Un véritable séisme dans le monde de l'audiovisuel public. Les députés ont approuvé mardi une fusion de France Télévisions et Radio France en 2026. Après une « phase intermédiaire » sous un régime de holding en 2025, « la finalité » de cette réforme est « l'entreprise unique », rassemblant France Télévisions, Radio France, France Médias Monde (RFI, France 24) et l'INA (Institut national de l'audiovisuel) au 1er janvier 2026, a rappelé Rachida Dati, ministre de la Culture. L'amendement clé a été adopté par 30 voix pour, 18 contre, celles de la gauche et du MoDem. L'allié de la majorité présidentielle appelle à ne pas aller « trop loin trop vite ».
« Le sujet est mûr », plaide pour sa part Rachida Dati. D'après elle, l'audiovisuel public dispose de « forces indéniables » mais aujourd'hui « dispersées », ce qui l'expose à un « risque d'affaiblissement » face à la concurrence des plateformes internationales comme Netflix.

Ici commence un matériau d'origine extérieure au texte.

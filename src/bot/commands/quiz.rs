use teloxide::prelude::*;

use crate::bot::handlers::BotDeps;
use crate::quiz::error::QuizError;
use crate::quiz::manager::Initiator;
use crate::quiz::session::SessionKind;
use crate::quiz::settings::CategoryMode;
use crate::utils::validation::MAX_QUESTIONS_PER_SESSION;

/// Parsed form of the `/quiz` argument string.
struct QuizArgs {
    question_count: Option<usize>,
    categories: Vec<String>,
    announce: bool,
}

/// `/quiz [count] [category ...] [announce]`; a bare `/quiz` runs with the
/// chat's defaults and randomly selected categories.
fn parse_quiz_args(args: &str) -> Result<QuizArgs, String> {
    let mut tokens: Vec<&str> = args.split_whitespace().collect();

    let announce = tokens
        .last()
        .is_some_and(|t| t.eq_ignore_ascii_case("announce"));
    if announce {
        tokens.pop();
    }

    let mut question_count = None;
    if let Some(first) = tokens.first() {
        if let Ok(count) = first.parse::<usize>() {
            if !(1..=MAX_QUESTIONS_PER_SESSION).contains(&count) {
                return Err(format!(
                    "The question count must be between 1 and {MAX_QUESTIONS_PER_SESSION}."
                ));
            }
            question_count = Some(count);
            tokens.remove(0);
        }
    }

    Ok(QuizArgs {
        question_count,
        categories: tokens.iter().map(|t| (*t).to_string()).collect(),
        announce,
    })
}

pub async fn handle_quiz(
    bot: Bot,
    msg: Message,
    args: String,
    deps: &BotDeps,
) -> ResponseResult<()> {
    let chat_id = msg.chat.id.0;
    let Some(user) = msg.from() else {
        return Ok(());
    };
    tracing::info!(
        "Quiz command by {}({}) in chat {} with args '{}'",
        user.full_name(),
        user.id.0,
        chat_id,
        args
    );

    if deps.manager.has_active_session(chat_id).await {
        bot.send_message(
            msg.chat.id,
            "A quiz is already running in this chat. Stop it with /stopquiz.",
        )
        .await?;
        return Ok(());
    }

    let parsed = match parse_quiz_args(&args) {
        Ok(parsed) => parsed,
        Err(reason) => {
            bot.send_message(msg.chat.id, format!("❌ {reason}")).await?;
            return Ok(());
        }
    };

    let mut config = deps.settings.quiz_config(chat_id, parsed.announce);
    if let Some(count) = parsed.question_count {
        config.question_count = count;
    }
    if !parsed.categories.is_empty() {
        config.category_mode = CategoryMode::Specific(parsed.categories);
    }

    let initiator = Initiator {
        user_id: user.id.0,
        display_name: user.full_name(),
    };
    match deps
        .manager
        .create_and_start(chat_id, Some(initiator), config, SessionKind::Manual)
        .await
    {
        Ok(()) => {}
        Err(e) => {
            let reply = match &e {
                QuizError::Configuration(reason) => format!("❌ {reason}"),
                QuizError::NoQuestionsAvailable => {
                    "❌ No questions available for that selection.".to_string()
                }
                QuizError::ConcurrentSession(_) => {
                    "A quiz is already running in this chat.".to_string()
                }
                _ => "⚠️ The quiz could not be started.".to_string(),
            };
            tracing::warn!("Chat {}: quiz start rejected: {}", chat_id, e);
            bot.send_message(msg.chat.id, reply).await?;
        }
    }
    Ok(())
}

pub async fn handle_stop_quiz(bot: Bot, msg: Message, deps: &BotDeps) -> ResponseResult<()> {
    let chat_id = msg.chat.id.0;
    let Some(user) = msg.from() else {
        return Ok(());
    };

    let Some((initiator, kind)) = deps.manager.active_session_info(chat_id).await else {
        bot.send_message(msg.chat.id, "There is no quiz running in this chat.")
            .await?;
        return Ok(());
    };

    let is_admin = match deps.platform.is_admin(chat_id, user.id.0).await {
        Ok(admin) => admin,
        Err(e) => {
            tracing::warn!("Chat {}: admin check failed: {}", chat_id, e);
            false
        }
    };
    // The daily quiz belongs to the chat, not a user: only admins may stop
    // it. A manual quiz may also be stopped by whoever started it.
    let may_stop = match kind {
        SessionKind::Daily => is_admin,
        SessionKind::Manual => is_admin || initiator == Some(user.id.0),
    };
    if !may_stop {
        bot.send_message(
            msg.chat.id,
            "Only administrators or the person who started the quiz can stop it.",
        )
        .await?;
        return Ok(());
    }

    tracing::info!("User {} stopped the quiz in chat {}", user.id.0, chat_id);
    if let Err(e) = deps.manager.stop(chat_id).await {
        tracing::warn!("Chat {}: stop failed: {}", chat_id, e);
        bot.send_message(msg.chat.id, "There is no quiz running in this chat.")
            .await?;
    }
    Ok(())
}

Dès sa prise de fonction en janvier, la ministre avait dit vouloir « rassembler les forces » de l'audiovisuel public en allant plus loin que les rapprochements en cours entre France Télévisions et Radio France. Les députés de la commission des Affaires culturelles ont cependant exclu France Médias Monde (FMM) de la future holding, lors d'un vote serré. « FMM ne répond pas du tout aux mêmes objectifs et aux mêmes enjeux », a fait valoir Martine Froger (groupe Liot). Cependant, les parlementaires pourraient revenir ultérieurement sur cette disposition.

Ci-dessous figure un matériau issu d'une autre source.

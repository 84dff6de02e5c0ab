//! # Trivia Quiz Bot Main Entry Point
//!
//! This is the main entry point for the trivia quiz bot application.
//! It initializes logging, loads configuration and the question bank,
//! starts the daily quiz service, and runs the Telegram bot alongside the
//! HTTP health server.

use anyhow::Result;
use teloxide::dispatching::dialogue::InMemStorage;
use teloxide::prelude::*;
use tracing::info;
use tracing_subscriber::{layer::SubscriberExt, util::SubscriberInitExt};

mod bot;
mod config;
mod quiz;
mod services;
mod utils;

use crate::bot::handlers::{BotDeps, BotHandler};
use crate::config::Config;
use crate::quiz::manager::QuizManager;
use crate::quiz::platform::{ChatPlatform, TelegramPlatform};
use crate::quiz::questions::QuestionBank;
use crate::quiz::settings::ChatSettingsStore;
use crate::services::daily::DailyQuizService;
use crate::services::health::HealthService;
use crate::services::scheduler::TaskScheduler;
use std::sync::Arc;

#[tokio::main]
async fn main() -> Result<()> {
    // Initialize logging
    tracing_subscriber::registry()
        .with(
            tracing_subscriber::EnvFilter::try_from_default_env()
                .unwrap_or_else(|_| "trivia_quiz_bot=debug,tower_http=debug".into()),
        )
        .with(tracing_subscriber::fmt::layer())
        .init();

    // Load configuration
    dotenvy::dotenv().ok();
    let config = Config::from_env()?;

    info!("Starting Trivia Quiz Bot v{}", env!("CARGO_PKG_VERSION"));
    info!(
        "Configuration loaded - Questions: {}, HTTP Port: {}",
        config.questions_file, config.http_port
    );

    // Load the question bank
    let bank = Arc::new(QuestionBank::load_from_file(&config.questions_file)?);

    // Initialize bot and the quiz core
    info!("Initializing Telegram bot...");
    let bot = Bot::new(&config.telegram_bot_token);
    let platform: Arc<dyn ChatPlatform> = Arc::new(TelegramPlatform::new(bot.clone()));
    let scheduler = Arc::new(TaskScheduler::new());
    let manager = QuizManager::new(Arc::clone(&platform), Arc::clone(&scheduler), bank);
    let settings = Arc::new(ChatSettingsStore::new());
    info!("Quiz core initialized successfully");

    // Initialize and start the daily quiz service
    info!("Initializing daily quiz service...");
    let daily = match DailyQuizService::new(
        Arc::clone(&manager),
        Arc::clone(&platform),
        Arc::clone(&settings),
    )
    .await
    {
        Ok(service) => Arc::new(service),
        Err(e) => {
            tracing::error!("Failed to create daily quiz service: {}", e);
            return Err(anyhow::anyhow!("Failed to create daily quiz service: {}", e));
        }
    };
    if let Err(e) = daily.start().await {
        tracing::error!("Failed to start daily quiz service: {}", e);
    } else {
        info!("Daily quiz service started successfully");
    }

    // Initialize health service
    let health_service = HealthService::new(Arc::clone(&manager));
    let listener = tokio::net::TcpListener::bind(format!("0.0.0.0:{}", config.http_port))
        .await
        .map_err(|e| anyhow::anyhow!("Failed to bind to port {}: {}", config.http_port, e))?;

    info!("Health check server starting on port {}", config.http_port);

    let handler = BotHandler::new(BotDeps {
        manager: Arc::clone(&manager),
        platform,
        settings,
        daily: Arc::clone(&daily),
    });

    // Run both the bot and health server concurrently
    let bot_task = tokio::spawn(async move {
        let storage: std::sync::Arc<InMemStorage<()>> = InMemStorage::new().into();
        Dispatcher::builder(bot, handler.schema())
            .dependencies(dptree::deps![storage])
            .enable_ctrlc_handler()
            .build()
            .dispatch()
            .await;
    });

    let health_task = tokio::spawn(async move {
        if let Err(e) = axum::serve(listener, health_service.router).await {
            tracing::error!("Health server error: {}", e);
        }
    });

    // Wait for either task to complete (which would indicate shutdown)
    tokio::select! {
        result1 = bot_task => {
            if let Err(e) = result1 {
                tracing::error!("Bot task error: {}", e);
            }
        }
        result2 = health_task => {
            if let Err(e) = result2 {
                tracing::error!("Health task error: {}", e);
            }
        }
    }

    // Stop background services on shutdown
    if let Err(e) = daily.stop().await {
        tracing::warn!("Error stopping daily quiz service: {}", e);
    }
    scheduler.shutdown().await;

    info!("Application stopped");
    Ok(())
}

Les syndicats de Radio France appellent à la grève
Le texte, validé dans la nuit en commission, doit passer en première lecture dans l'hémicycle les 23 et 24 mai, sauf embouteillage législatif qui la repousserait au 24 juin voire à septembre. Opposés au projet, les syndicats de Radio France ont déjà appelé à la grève pour les deux journées de mai.
De son côté, dans un entretien récent accordé à La Tribune, Sibyle Veil, PDG de Radio France, avait expliqué qu'elle n'était pas favorable à une grande fusion : « Une fusion de l'audiovisuel public affaiblirait la radio. Et ce n'est pas le moment d'affaiblir l'audio quand on voit les ravages du trop d'écrans sur la santé publique en général et le bien-être des jeunes en particulier ! Sans compter qu'une fusion très consommatrice en temps et en énergie managériale pourrait aboutir à un grand ensemble bureaucratique. »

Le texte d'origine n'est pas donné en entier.